Überlebende des Angriffs auf Adidiang haben berichtet, dass Dutzende von Menschen getötet oder verletzt wurden, während andere ertranken, als sie versuchten, einen Fluss zu überqueren, um dem Angriff zu entkommen. Die Mission besuchte am Sonntag auch das Dorf Diel in Jonglei, wo einige Vertriebene zurückkehren und ihre Häuser niedergebrannt vorfinden.
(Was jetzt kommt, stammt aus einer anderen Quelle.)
//! DataSource trait and related types

use crate::context::Context;
use crate::schema::Schema;
use crate::types::{Diagnostic, DynamicValue};
use async_trait::async_trait;
use std::any::Any;
use std::sync::Arc;

/// Base trait for data sources - implement read operations
#[async_trait]
pub trait DataSource: Send + Sync {
    /// MUST match the key used in Provider::data_sources()
    fn type_name(&self) -> &str;

    async fn schema(
        &self,
        ctx: Context,
        request: DataSourceSchemaRequest,
    ) -> DataSourceSchemaResponse;

    async fn validate(
        &self,
        ctx: Context,
        request: ValidateDataSourceConfigRequest,
    ) -> ValidateDataSourceConfigResponse;

    /// The only operation for data sources
    /// MUST populate all attributes in response.state
    async fn read(&self, ctx: Context, request: ReadDataSourceRequest) -> ReadDataSourceResponse;
}

pub struct DataSourceSchemaRequest;

pub struct DataSourceSchemaResponse {
    pub schema: Schema,
    pub diagnostics: Vec<Diagnostic>,
}

pub struct ValidateDataSourceConfigRequest {
    pub type_name: String,
    pub config: DynamicValue,
}

pub struct ValidateDataSourceConfigResponse {
    pub diagnostics: Vec<Diagnostic>,
}

pub struct ReadDataSourceRequest {
    pub type_name: String,
    pub config: DynamicValue,
}

pub struct ReadDataSourceResponse {
    pub state: DynamicValue,
    pub diagnostics: Vec<Diagnostic>,
}

/// Data sources implement configure to receive provider data
#[async_trait]
pub trait DataSourceWithConfigure: DataSource {
    async fn configure(
        &mut self,
        ctx: Context,
        request: ConfigureDataSourceRequest,
    ) -> ConfigureDataSourceResponse;
}

pub struct ConfigureDataSourceRequest {
    pub provider_data: Option<Arc<dyn Any + Send + Sync>>,
}

pub struct ConfigureDataSourceResponse {
    pub diagnostics: Vec<Diagnostic>,
}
«In Adidiang und Diel haben wir die Folgen der brutalen Gewalt gesehen. Es war entmutigend, ein klares Muster von Angriffen auf Zivilisten in ihren Häusern zu sehen», sagte Jamal. Einige der nach Diel zurückgekehrten Vertriebenen ernähren sich von Wasserpflanzen, um zu überleben. Das UNHCR und andere NRO haben daher ihre Maßnahmen zur Unterstützung der am stärksten gefährdeten Menschen verstärkt, u. a. durch den Einsatz von Booten zur Ausweitung der mobilen Einsatzkapazitäten, auch in schwer zugänglichen Gebieten. Die Agentur stellte fest, dass 6,8 Millionen Menschen aufgrund von bewaffneten Konflikten, Gewalt, Überschwemmungen, Ernährungsunsicherheit und der Wirtschaftskrise auf Hilfe angewiesen sind, dass aber bisher nur 46 Prozent der 214,8 Millionen Dollar (etwa 204,5 Millionen Euro), die für die Hilfe bereitgestellt wurden, in diesem Jahr eingegangen sind.
Der Südsudan hat eine Einheitsregierung, die nach der Umsetzung des Friedensabkommens von 2018 ins Leben gerufen wurde. Trotz des Rückgangs der Gewalt aufgrund des politischen Konflikts hat das Land eine Zunahme der Zusammenstöße zwischen den Gemeinschaften zu verzeichnen, die hauptsächlich durch Viehdiebstahl und Streitigkeiten zwischen Viehzüchtern und Landwirten in den fruchtbarsten Gebieten des Landes motiviert sind, insbesondere aufgrund der zunehmenden Wüstenbildung und der Vertreibung der Bevölkerung.